Convergence of Probability Measures and Markov Decision Models with Incomplete Information
Eugene A. Feinberg, Pavlo O. Kasyanov, Michael Z. Zgurovsky

TL;DR
This paper analyzes different types of convergence of probability measures on metric spaces, providing criteria and conditions, and applies these results to control problems in Partially Observable Markov Decision Processes with incomplete information.
Contribution
It offers new criteria for convergence of probability measures and stochastic kernels, and applies these to control models with incomplete information.
Findings
Criteria for weak and setwise convergence established
Continuity conditions for stochastic kernels derived
Applications to control of Partially Observable Markov Decision Processes
Abstract
This paper deals with three major types of convergence of probability measures on metric spaces: weak convergence, setwise converges, and convergence in the total variation.

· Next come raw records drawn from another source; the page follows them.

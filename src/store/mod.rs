//! Credential persistence.
//!
//! Provides the [`KeyValueStore`] tier trait and its implementations:
//! - [`MemoryStore`] - process-scoped storage, used as the ephemeral tier
//! - [`FileStore`] - one file per key, used as the durable tier
//! - [`KeyringStore`] - system keyring durable tier (requires `system-keyring` feature)
//!
//! [`CredentialStore`] sits on top of two tiers and decides where each key lives.
//!
//! All operations are synchronous: a write is visible to every reader in the
//! process as soon as the call returns.

pub mod credential;
pub mod file;
#[cfg(feature = "system-keyring")]
pub mod keyring;
pub mod memory;

use std::sync::Arc;

pub use credential::CredentialStore;
pub use file::FileStore;
#[cfg(feature = "system-keyring")]
pub use keyring::KeyringStore;
pub use memory::MemoryStore;

use crate::config::{StorageBackend, StorageConfig};

/// Errors raised by a storage tier.
#[derive(Debug, thiserror::Error)]
pub enum StoreError {
    /// Filesystem failure.
    #[error("I/O error: {0}")]
    Io(String),

    /// Value could not be (de)serialized.
    #[error("Serialization error: {0}")]
    Serialize(String),

    /// Key is not usable by this backend.
    #[error("Invalid storage key '{0}'")]
    InvalidKey(String),

    /// Backend-specific failure (keyring, poisoned lock, ...).
    #[error("Storage backend error: {0}")]
    Backend(String),
}

/// A single storage tier.
///
/// Implementations must be thread-safe (`Send + Sync`).
pub trait KeyValueStore: Send + Sync {
    /// Read the value stored under `key`, if any.
    fn get(&self, key: &str) -> Result<Option<String>, StoreError>;

    /// Store `value` under `key`, replacing any previous value.
    fn set(&self, key: &str, value: &str) -> Result<(), StoreError>;

    /// Remove `key`. Removing a missing key is not an error.
    fn remove(&self, key: &str) -> Result<(), StoreError>;

    /// Check whether `key` holds a value.
    fn contains(&self, key: &str) -> Result<bool, StoreError> {
        Ok(self.get(key)?.is_some())
    }

    /// Name of this backend, for logs.
    fn name(&self) -> &str;
}

impl<T: KeyValueStore + ?Sized> KeyValueStore for Arc<T> {
    fn get(&self, key: &str) -> Result<Option<String>, StoreError> {
        (**self).get(key)
    }
    fn set(&self, key: &str, value: &str) -> Result<(), StoreError> {
        (**self).set(key, value)
    }
    fn remove(&self, key: &str) -> Result<(), StoreError> {
        (**self).remove(key)
    }
    fn contains(&self, key: &str) -> Result<bool, StoreError> {
        (**self).contains(key)
    }
    fn name(&self) -> &str {
        (**self).name()
    }
}

/// Build the durable tier selected by configuration.
pub fn durable_from_config(config: &StorageConfig) -> Arc<dyn KeyValueStore> {
    match config.backend {
        StorageBackend::File => Arc::new(FileStore::new(&config.dir)),
        #[cfg(feature = "system-keyring")]
        StorageBackend::Keyring => Arc::new(KeyringStore::new()),
        #[cfg(not(feature = "system-keyring"))]
        StorageBackend::Keyring => {
            tracing::warn!(
                "Keyring storage requested but system-keyring feature not enabled, falling back to file storage"
            );
            Arc::new(FileStore::new(&config.dir))
        }
        StorageBackend::Memory => Arc::new(MemoryStore::new()),
    }
}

First, it describes and compares necessary and sufficient conditions for these types of convergence, some of which are well-known, in terms of convergence of probabilities of open and closed sets and, for the probabilities on the real line, in terms of convergence of distribution functions. Second, it provides % convenient criteria for weak and setwise convergence of probability measures and continuity of stochastic kernels in terms of convergence of probabilities defined on the base of the topology generated by the metric. Third, it provides applications to control of Partially Observable Markov Decision Processes and, in particular, to Markov Decision Models with incomplete information.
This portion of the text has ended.